Na passada quinta-feira, este vosso amigo foi ao autoproclamado “maior santódromo da capital” (na verdade, neste aspeto, a organização até foi humilde, uma vez que muito provavelmente o Santos no Tejo será o maior santódromo do mundo, mas continuando). A Doca da Marinha gerava expectativas elevadas: prometia oferecer ali não só “o melhor spot para brindar aos santos” e o “river spot mais social de Lisboa”, como também uma “versão gourmet” das festas da capital, a duzentos metros de Alfama, o sítio onde tudo começou.
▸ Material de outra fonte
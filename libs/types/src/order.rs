//! Order-side and order-parameter types
//!
//! `OrderParameters` describes the hypothetical order being costed. It is
//! supplied by the caller and stays immutable for the duration of one tick.

use serde::{Deserialize, Serialize};

use rust_decimal::Decimal;

use crate::errors::NumericError;
use crate::numeric::{Price, Quantity};

/// Order side (buyer or seller)
#[derive(Debug, Clone, Copy, PartialEq, Eq, Hash, Serialize, Deserialize)]
#[serde(rename_all = "UPPERCASE")]
pub enum Side {
    /// Buy order (bid)
    BUY,
    /// Sell order (ask)
    SELL,
}

impl Side {
    /// Get the opposite side
    pub fn opposite(&self) -> Self {
        match self {
            Side::BUY => Side::SELL,
            Side::SELL => Side::BUY,
        }
    }
}

/// Parameters of the order whose execution cost is estimated.
#[derive(Debug, Clone, PartialEq, Serialize, Deserialize)]
pub struct OrderParameters {
    pub side: Side,
    /// Order size in base-asset units.
    pub quantity: Quantity,
    /// Order size in quote (USD) terms.
    pub notional_usd: Decimal,
    /// Fee tier name looked up in the fee schedule.
    pub fee_tier: String,
    /// Limit price; `None` for a market order.
    #[serde(default)]
    pub limit_price: Option<Price>,
}

impl OrderParameters {
    /// Market order with the given size.
    pub fn market(
        side: Side,
        quantity: Quantity,
        notional_usd: Decimal,
        fee_tier: impl Into<String>,
    ) -> Self {
        Self {
            side,
            quantity,
            notional_usd,
            fee_tier: fee_tier.into(),
            limit_price: None,
        }
    }

    /// Turn this into a limit order at `price`.
    pub fn with_limit(mut self, price: Price) -> Self {
        self.limit_price = Some(price);
        self
    }

    pub fn is_market(&self) -> bool {
        self.limit_price.is_none()
    }

    /// Reject a non-positive notional.
    pub fn validate(&self) -> Result<(), NumericError> {
        if self.notional_usd <= Decimal::ZERO {
            return Err(NumericError::NonPositiveNotional(self.notional_usd));
        }
        Ok(())
    }
}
Goste-se ou não do conceito, é inegável que a descrição dificilmente poderia ser mais acertada.
Decididos a descobrir o que por ali vai acontecer durante o mês de junho, entrámos no recinto por volta das 18h e, com o espaço ainda praticamente deserto, fomos entrevistar o Francisco Mello e Castro, uma das metades da organização do evento, que nos explicou que o Santos no Tejo era o evento perfeito para quem, adorando os santos, não ama o caos, tendo aqui um espaço amplo, junto ao rio, com organização, segurança, conforto e, o que não é de todo irrelevante, casas-de-banho de uma limpeza e sofisticação que quem dera a muitos. Naturalmente, fico curioso para saber o que sobra das festas populares se extrairmos o caos, o desconforto e a ausência de condições sanitárias. O Francisco vem então em meu auxílio: sobra o cheiro a sardinhas assadas, as bandeirinhas e, claro, o bailarico. Agradecido pela explicação, dirijo-me à tenda VIP, onde tenho o prazer de beber uma cerveja sem esperar em filas ao mesmo tempo que vejo, lá em baixo, plebeus ao sol.
Daí, desço para o enorme relvado da Doca da Marinha, onde passeio por entre as bancas de restauração. Talvez seja aselhice misturada com uma constipação que teima em não passar, mas a verdade é que não vejo bandeirinhas nem sinto qualquer cheiro a sardinhas assadas. Vejo, no entanto, bancas de açaí e de ninjabuns, além de um stand da Hyundai — que, como vim a pé desde a Penha de França, talvez venha a dar jeito.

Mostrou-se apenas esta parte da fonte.